Germany’s import price inflation accelerated sharply in March to its highest level in nearly five decades with the data starting to reflect the impact of the war in Ukraine.
Import prices rose 31.2 percent year-on-year following a 26.3 percent increase in February, preliminary data from Destatis showed Friday. Economists had forecast 28.6 percent inflation. In January, import prices rose 26.9 percent.
The latest inflation rate was the highest since September 1974 during the first oil crisis, when import prices surged 32.6 percent annually, Destatis said.
On a month-on-month basis, import prices rose 5.7 percent in March 2022, faster than economists’ forecast of 3.4 percent.

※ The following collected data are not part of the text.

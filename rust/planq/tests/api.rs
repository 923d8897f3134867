mod support;

use http::{Method, StatusCode};
use pretty_assertions::assert_eq;
use serde_json::{json, Value};
use serial_test::serial;
use std::sync::Arc;
use support::{revenue_plan, send, ScriptedProposer, TestEnv, API_KEY};

fn proposer(risk: &str) -> Arc<ScriptedProposer> {
    Arc::new(ScriptedProposer {
        intent: json!({"kpis": ["revenue"], "confidence": 0.8}),
        plan: revenue_plan(risk),
    })
}

#[tokio::test]
#[serial]
async fn health_reports_offline_state() {
    let env = TestEnv::new(None);
    let router = env.router(proposer("low"));

    let (status, body) = send(&router, Method::GET, "/healthz", None, None).await;
    assert_eq!(status, StatusCode::OK);
    assert_eq!(body, json!({"status": "ok", "offline": true}));
}

#[tokio::test]
#[serial]
async fn api_key_is_required_when_configured() {
    let env = TestEnv::new(Some(5)).with_api_key();
    let router = env.router(proposer("low"));

    let (status, body) = send(&router, Method::GET, "/api/runs", None, None).await;
    assert_eq!(status, StatusCode::UNAUTHORIZED);
    assert_eq!(body["error"], json!("authentication failed"));

    let (status, _) = send(&router, Method::GET, "/api/runs", None, Some("wrong")).await;
    assert_eq!(status, StatusCode::UNAUTHORIZED);

    let (status, body) = send(&router, Method::GET, "/api/runs", None, Some(API_KEY)).await;
    assert_eq!(status, StatusCode::OK);
    assert_eq!(body, json!([]));
}

#[tokio::test]
#[serial]
async fn compile_returns_sql_plan_and_diagnostics() {
    let env = TestEnv::new(None);
    let router = env.router(proposer("low"));

    let payload = json!({
        "plan": {
            "tables": ["sales.orders", "ops.events"],
            "dimensions": ["region"],
            "metrics": [{"name": "Orders", "agg": "count"}],
            "query_cost_risk": "sideways",
        },
        "allowed_tables": ["sales.orders"],
    });
    let (status, body) = send(&router, Method::POST, "/api/compile", Some(payload), None).await;
    assert_eq!(status, StatusCode::OK, "{body}");

    let sql = body["compiled"]["sql"].as_str().unwrap();
    assert_eq!(
        sql,
        "SELECT t0.\"region\" AS \"region\", COUNT(1) AS \"Orders\" FROM \"sales\".\"orders\" AS t0 \
         GROUP BY t0.\"region\" LIMIT 5"
    );
    assert_eq!(body["compiled"]["expected_columns"], json!(["region", "Orders"]));
    assert_eq!(body["plan"]["tables"], json!(["sales.orders"]));
    assert_eq!(
        body["plan_diagnostics"],
        json!(["ignored unknown query_cost_risk 'sideways'"])
    );
    assert!(body["compiled"]["diagnostics"][0]
        .as_str()
        .unwrap()
        .contains("not in the allowlist"));
}

#[tokio::test]
#[serial]
async fn validate_reports_rejections() {
    let env = TestEnv::new(None);
    let router = env.router(proposer("low"));

    let (status, body) = send(
        &router,
        Method::POST,
        "/api/validate",
        Some(json!({"sql": "DELETE FROM sales.orders"})),
        None,
    )
    .await;
    assert_eq!(status, StatusCode::OK);
    assert_eq!(body["ok"], json!(false));
    assert_eq!(body["reasons"], json!(["Disallowed keyword detected: delete"]));
    assert!(body.get("normalized_sql").is_none());

    let (_, body) = send(
        &router,
        Method::POST,
        "/api/validate",
        Some(json!({"sql": "select region from sales.orders"})),
        None,
    )
    .await;
    assert_eq!(body["ok"], json!(true));
    assert_eq!(body["limit_injected"], json!(true));
    assert_eq!(body["max_rows"], json!(20));
}

#[tokio::test]
#[serial]
async fn run_lifecycle_over_http() {
    let env = TestEnv::new(Some(12));
    let router = env.router(proposer("high"));

    let (status, halted) = send(
        &router,
        Method::POST,
        "/api/runs",
        Some(json!({"question": "revenue by region"})),
        None,
    )
    .await;
    assert_eq!(status, StatusCode::OK, "{halted}");
    assert_eq!(halted["status"], json!("needs_human_review"));
    assert_eq!(halted["review_packet"]["mode"], json!("E_HUMAN_REVIEW"));
    let run_id = halted["run_id"].as_str().unwrap().to_string();

    let (status, reviewed) = send(
        &router,
        Method::POST,
        &format!("/api/runs/{run_id}/review"),
        Some(json!({"plan": {"query_cost_risk": "medium"}})),
        None,
    )
    .await;
    assert_eq!(status, StatusCode::OK, "{reviewed}");
    assert_eq!(reviewed["status"], json!("success"));
    assert_eq!(reviewed["result"]["rows"], json!(5));
    assert_eq!(reviewed["result"]["columns"], json!(["region", "revenue"]));
    let fingerprint = reviewed["result"]["exec_meta"]["fingerprint"]
        .as_str()
        .unwrap()
        .to_string();

    let (status, again) = send(
        &router,
        Method::POST,
        &format!("/api/runs/{run_id}/review"),
        Some(json!({})),
        None,
    )
    .await;
    assert_eq!(status, StatusCode::BAD_REQUEST, "{again}");

    let (status, trace) = send(&router, Method::GET, &format!("/api/runs/{run_id}"), None, None).await;
    assert_eq!(status, StatusCode::OK);
    assert_eq!(trace["status"], json!("success"));
    assert_eq!(trace["nodes"]["sql_generation"]["payload"]["row_cap"], json!(5));
    assert!(trace["nodes"]["human_review__applied"].is_object());

    let (status, runs) = send(&router, Method::GET, "/api/runs", None, None).await;
    assert_eq!(status, StatusCode::OK);
    let runs = runs.as_array().unwrap();
    assert_eq!(runs.len(), 1);
    assert_eq!(runs[0]["run_id"], json!(run_id));

    let (status, cached) = send(
        &router,
        Method::POST,
        &format!("/api/cache/{fingerprint}/query"),
        Some(json!({"columns": ["revenue"], "limit": 2})),
        None,
    )
    .await;
    assert_eq!(status, StatusCode::OK, "{cached}");
    assert_eq!(cached["columns"], json!([{"name": "revenue", "type": "int64"}]));
    assert_eq!(cached["rows"].as_array().unwrap().len(), 2);
}

#[tokio::test]
#[serial]
async fn unknown_runs_are_not_found() {
    let env = TestEnv::new(None);
    let router = env.router(proposer("low"));

    for path in ["/api/runs/abcdef012345", "/api/runs/..%2Fetc"] {
        let (status, body) = send(&router, Method::GET, path, None, None).await;
        assert_eq!(status, StatusCode::NOT_FOUND, "{path}: {body}");
    }

    let (status, _) = send(
        &router,
        Method::POST,
        "/api/runs",
        Some(json!({"question": ""})),
        None,
    )
    .await;
    assert_eq!(status, StatusCode::BAD_REQUEST);
}

#[tokio::test]
#[serial]
async fn cache_listing_and_clearing() {
    let env = TestEnv::new(Some(8));
    let router = env.router(proposer("low"));

    let (_, run) = send(
        &router,
        Method::POST,
        "/api/runs",
        Some(json!({"question": "revenue by region"})),
        None,
    )
    .await;
    assert_eq!(run["status"], json!("success"), "{run}");
    let key = run["result"]["exec_meta"]["fingerprint"].as_str().unwrap().to_string();

    let (status, listing) = send(&router, Method::GET, "/api/cache", None, None).await;
    assert_eq!(status, StatusCode::OK);
    assert_eq!(listing["entries"][0]["cache_key"], json!(key));
    assert_eq!(listing["snapshots"].as_array().unwrap().len(), 1);

    let (status, _) = send(&router, Method::DELETE, "/api/cache/not-a-key", None, None).await;
    assert_eq!(status, StatusCode::BAD_REQUEST);

    let (status, cleared) = send(&router, Method::DELETE, &format!("/api/cache/{key}"), None, None).await;
    assert_eq!(status, StatusCode::OK);
    assert_eq!(cleared, json!({"catalog_entries": 1, "snapshots": 1}));

    let (status, _) = send(&router, Method::DELETE, &format!("/api/cache/{key}"), None, None).await;
    assert_eq!(status, StatusCode::NOT_FOUND);

    let (status, _) = send(
        &router,
        Method::POST,
        &format!("/api/cache/{key}/query"),
        Some(json!({})),
        None,
    )
    .await;
    assert_eq!(status, StatusCode::NOT_FOUND);

    let (status, cleared) = send(&router, Method::DELETE, "/api/cache", None, None).await;
    assert_eq!(status, StatusCode::OK);
    assert_eq!(cleared, json!({"catalog_entries": 0, "snapshots": 0}));
}

#[tokio::test]
#[serial]
async fn diff_compares_two_runs() {
    let env = TestEnv::new(Some(8));
    let router = env.router(proposer("low"));

    let mut ids = Vec::new();
    for large_mode in [false, true] {
        let (_, run) = send(
            &router,
            Method::POST,
            "/api/runs",
            Some(json!({"question": "revenue by region", "large_mode": large_mode})),
            None,
        )
        .await;
        assert_eq!(run["status"], json!("success"), "{run}");
        ids.push(run["run_id"].as_str().unwrap().to_string());
    }

    let (status, diffs) = send(
        &router,
        Method::GET,
        &format!("/api/runs/{}/diff/{}?nodes=sql_generation", ids[0], ids[1]),
        None,
        None,
    )
    .await;
    assert_eq!(status, StatusCode::OK, "{diffs}");
    let paths: Vec<&str> = diffs
        .as_array()
        .unwrap()
        .iter()
        .filter_map(|d| d["path"].as_str())
        .collect();
    assert!(paths.contains(&"/sql_generation/row_cap"), "{paths:?}");
    assert!(paths.contains(&"/sql_generation/sql"), "{paths:?}");
    assert!(paths.iter().all(|p| p.starts_with("/sql_generation/")));

    let row_cap = diffs
        .as_array()
        .unwrap()
        .iter()
        .find(|d| d["path"] == Value::from("/sql_generation/row_cap"))
        .unwrap();
    assert_eq!(row_cap["left"], json!(5));
    assert_eq!(row_cap["right"], json!(20));
}

#[tokio::test]
#[serial]
async fn recent_queries_list_each_execution() {
    let env = TestEnv::new(Some(8));
    let router = env.router(proposer("low"));

    let (status, empty) = send(&router, Method::GET, "/api/queries", None, None).await;
    assert_eq!(status, StatusCode::OK);
    assert_eq!(empty, json!([]));

    for _ in 0..2 {
        let (_, run) = send(
            &router,
            Method::POST,
            "/api/runs",
            Some(json!({"question": "revenue by region"})),
            None,
        )
        .await;
        assert_eq!(run["status"], json!("success"), "{run}");
    }

    let (status, entries) = send(&router, Method::GET, "/api/queries", None, None).await;
    assert_eq!(status, StatusCode::OK);
    let entries = entries.as_array().unwrap();
    assert_eq!(entries.len(), 2);
    assert_eq!(entries[0]["mode"], json!("source"));
    assert_eq!(entries[1]["mode"], json!("cache"));
    assert_eq!(entries[0]["fingerprint"], entries[1]["fingerprint"]);
    assert!(entries[0]["sql"].as_str().unwrap().ends_with("LIMIT 5"));

    let (_, latest) = send(&router, Method::GET, "/api/queries?limit=1", None, None).await;
    assert_eq!(latest.as_array().unwrap().len(), 1);
    assert_eq!(latest[0]["cache_hit"], json!(true));
}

Energy import prices soared 160.5 percent annually in March, driven by a 304.3 percent jump in natural gas prices and an 81.3 percent increase in crude oil prices.
The index of import prices, excluding crude oil and mineral oil products, increased 26.6 percent annually in March and rose 4.1 percent from the previous month.
Export prices climbed 15.9 year-on-year in March after a 12.4 percent increase in the previous month. The rate was the highest since November 1973 during the first oil crisis, when it was 16.8 percent.
Energy prices have risen sharply since the war in Ukraine and that is strongly influencing inflation across the region as many European countries are dependent on gas and oil supplies from Russia. The rising trend in energy prices is expected to continue for sometime.
Several European countries including Germany are trying to reduce their dependence on Russian gas.
This week, the state-owned Gazprom shut gas supplies to Poland and Bulgaria, and Moscow demanded that European customers of its energy should pay in rubles, causing an uproar.
Most inflation indicators of Germany are setting new highs in recent months amid runaway energy prices and supply bottlenecks due to the war and a resurgence of coronavirus in some parts of the world.
Official data showed on Thursday that German consumer price inflation unexpectedly accelerated further in April to 7.4 percent, a new high in over four decades. Producer price inflation hit a record 30.9 percent in March.